[WORK INSTRUCTION] The reply should hold only the lines from the one with "tracing_subscriber::fmt()" through the end of the data, each given exactly.

[Records from a dataset]

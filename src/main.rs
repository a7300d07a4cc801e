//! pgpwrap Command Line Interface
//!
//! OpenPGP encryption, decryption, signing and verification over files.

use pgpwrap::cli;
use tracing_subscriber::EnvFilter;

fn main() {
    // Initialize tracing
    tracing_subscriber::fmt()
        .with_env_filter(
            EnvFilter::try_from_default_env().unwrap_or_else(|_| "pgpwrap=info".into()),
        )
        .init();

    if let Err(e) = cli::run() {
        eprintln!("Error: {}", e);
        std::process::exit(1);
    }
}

[RESPONSE TO THE TASK]
    tracing_subscriber::fmt()
        .with_env_filter(
            EnvFilter::try_from_default_env().unwrap_or_else(|_| "pgpwrap=info".into()),
        )
        .init();

    if let Err(e) = cli::run() {
        eprintln!("Error: {}", e);
        std::process::exit(1);
    }
}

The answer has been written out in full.